Thursday, August 05, 2010

Same-Sex "Marriage" And Proposition 8


With the activist judge Walker’s overruling of Prop. 8 in California, the debate over the definition of “marriage” once again rages on. Yet, the same reason that women cannot be priests is the reason why same sex couples cannot be married. St. Paul touches on this in Ephesians 5 when he discusses the roles of a husband and wife in relation to each other. He concludes by quoting Genesis 2:24:
"For this reason a man shall leave his father and mother and be joined to his wife, and the two shall become one flesh."  
He then adds:
“This mystery is a profound one, and I am saying that it refers to Christ and the church.”

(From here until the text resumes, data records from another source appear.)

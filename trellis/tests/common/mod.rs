#![allow(dead_code)]

use std::sync::{Arc, OnceLock};
use trellis::{
    InvokeError, MethodDescriptor, Outcome, Target, interface, testing::CallLog,
};

// ============================================================================
// Test Interfaces
// ============================================================================

#[interface]
pub trait Named {
    fn name(&self) -> String;
}

#[interface]
pub trait Greeter: Named {
    fn greet(&self, whom: String) -> String;

    fn shout(&self, whom: String) -> String {
        self.greet(whom).to_uppercase()
    }
}

#[interface]
pub trait Sink {
    fn accept(&self, value: i32);
}

#[interface]
pub trait Console: Greeter + Sink {}

#[interface]
pub trait Parser {
    fn parse(&self, input: String) -> Result<i32, std::num::ParseIntError>;
}

#[interface]
pub trait Left {
    fn render(&self, width: u16) -> String;
}

#[interface]
pub trait Right {
    fn render(&self, width: u16) -> String;
}

#[interface]
pub trait Canvas: Left + Right {}

#[interface]
pub trait Supplier {
    fn get(&self) -> String;
}

#[interface]
pub trait Consumer {
    fn consume(&self, value: i32);
}

#[interface]
pub trait Holder: Supplier + Consumer {}

#[interface(name = "Title")]
pub trait TitleStep {
    fn title(&self, text: String) -> Page;
}

#[interface(name = "Body")]
pub trait BodyStep {
    fn body(&self, text: String) -> Page;
}

#[interface]
pub trait PageBuilder: TitleStep + BodyStep {}

#[interface]
pub trait Indent {
    fn indent(&self, width: u16) -> Arc<dyn Indent>;
}

#[interface]
pub trait Wrap {
    fn wrap(&self, column: u16) -> Arc<dyn Wrap>;
}

#[interface]
pub trait Layout: Indent + Wrap {}

/// A page under construction; surrogates of the builder steps return one.
#[derive(Clone, Debug, Default, PartialEq)]
pub struct Page {
    pub parts: Vec<String>,
}

// ============================================================================
// Test Implementations
// ============================================================================

pub struct English {
    pub log: CallLog,
}

impl Named for English {
    fn name(&self) -> String {
        self.log.record("name");
        "english".into()
    }
}

impl Greeter for English {
    fn greet(&self, whom: String) -> String {
        self.log.record(format!("greet({whom})"));
        format!("hello, {whom}")
    }
}

pub struct French;

impl Named for French {
    fn name(&self) -> String {
        "french".into()
    }
}

impl Greeter for French {
    fn greet(&self, whom: String) -> String {
        format!("bonjour, {whom}")
    }

    fn shout(&self, whom: String) -> String {
        format!("BONJOUR, {}!", whom.to_uppercase())
    }
}

pub struct Recorder {
    pub log: CallLog,
}

impl Sink for Recorder {
    fn accept(&self, value: i32) {
        self.log.record(format!("accept({value})"));
    }
}

impl Consumer for Recorder {
    fn consume(&self, value: i32) {
        self.log.record(format!("consume({value})"));
    }
}

pub struct Decimal;

impl Parser for Decimal {
    fn parse(&self, input: String) -> Result<i32, std::num::ParseIntError> {
        input.parse()
    }
}

pub struct Plain;

impl Left for Plain {
    fn render(&self, width: u16) -> String {
        format!("{:-<1$}", "", width as usize)
    }
}

pub struct Framed;

impl Right for Framed {
    fn render(&self, width: u16) -> String {
        format!("[{:^1$}]", "", width as usize)
    }
}

/// Supplies the same string on every call.
pub struct Constant(pub &'static str);

impl Supplier for Constant {
    fn get(&self) -> String {
        self.0.to_string()
    }
}

pub struct Titles {
    pub log: CallLog,
}

impl TitleStep for Titles {
    fn title(&self, text: String) -> Page {
        self.log.record(format!("title({text})"));
        Page { parts: vec![text] }
    }
}

pub struct Bodies {
    pub log: CallLog,
}

impl BodyStep for Bodies {
    fn body(&self, text: String) -> Page {
        self.log.record(format!("body({text})"));
        Page { parts: vec![text] }
    }
}

/// Answers fluent layout calls, handing back a detached copy of itself.
pub struct Margins {
    pub name: &'static str,
    pub log: CallLog,
}

impl Margins {
    fn detached(&self) -> Self {
        Margins {
            name: "detached",
            log: self.log.clone(),
        }
    }
}

impl Indent for Margins {
    fn indent(&self, width: u16) -> Arc<dyn Indent> {
        self.log.record(format!("{}:indent({width})", self.name));
        Arc::new(self.detached())
    }
}

impl Wrap for Margins {
    fn wrap(&self, column: u16) -> Arc<dyn Wrap> {
        self.log.record(format!("{}:wrap({column})", self.name));
        Arc::new(self.detached())
    }
}

impl Layout for Margins {}

/// A concrete type whose inherent method is described by hand.
pub struct Gauge {
    pub level: u8,
}

impl Gauge {
    pub fn level(&self) -> u8 {
        self.level
    }

    pub fn level_method() -> &'static MethodDescriptor {
        static METHOD: OnceLock<MethodDescriptor> = OnceLock::new();
        METHOD.get_or_init(|| {
            MethodDescriptor::concrete::<Gauge>("level", |target, args| {
                let this = target
                    .downcast_ref::<Gauge>()
                    .ok_or(InvokeError::Unsupported)?;
                args.finish()?;
                Ok(Outcome::returned(this.level()))
            })
            .returns::<u8>()
            .build()
        })
    }
}

// ============================================================================
// Helpers
// ============================================================================

pub fn english(log: &CallLog) -> Target {
    Target::new(English { log: log.clone() })
        .implementing::<dyn Greeter>()
        .labeled("english")
        .into()
}

pub fn recorder(log: &CallLog) -> Target {
    Target::new(Recorder { log: log.clone() })
        .implementing::<dyn Sink>()
        .implementing::<dyn Consumer>()
        .labeled("recorder")
        .into()
}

So how does what St. Paul says here in Ephesians 5 exclude women from the priesthood and same sex couples from marriage? Because St. Paul informs us that the mystery of marriage refers to Christ and the Church. This means that the imagery of Christ in relation to the Church is not modeled on the human institution of marriage, but vice versa! From all eternity it was in the will of God that Christ, the Bridegroom, should be united to His Bride, the Church. From all eternity there was intended a complementarity of the masculine with the feminine. This eternal nuptial between Christ and His Bride is what marriage is modeled upon. Therefore, any talk of marriage being between a man and a man or a woman and a woman is nonsense. There is no complementarity between two of the same sex, so no matter what one wishes to call it, it will never be a marriage.
But how does Ephesians 5 exclude women from the priesthood? Precisely because a priest acts in persona Christi, in the person of Christ. Christ as a person on earth was/is a man. And as Christ is married to His Bride, the Church, so too, a man who is ordained as a priest has the Church for His Bride (consequently, this is also an argument for the celibate priesthood, since Christ was not a polygamist, neither should a priest be by having two wives; earthly and heavenly). Now if a woman were to be a priest, there would be two feminine elements instead of the complementarity of masculine and feminine. As explained above, this cannot happen.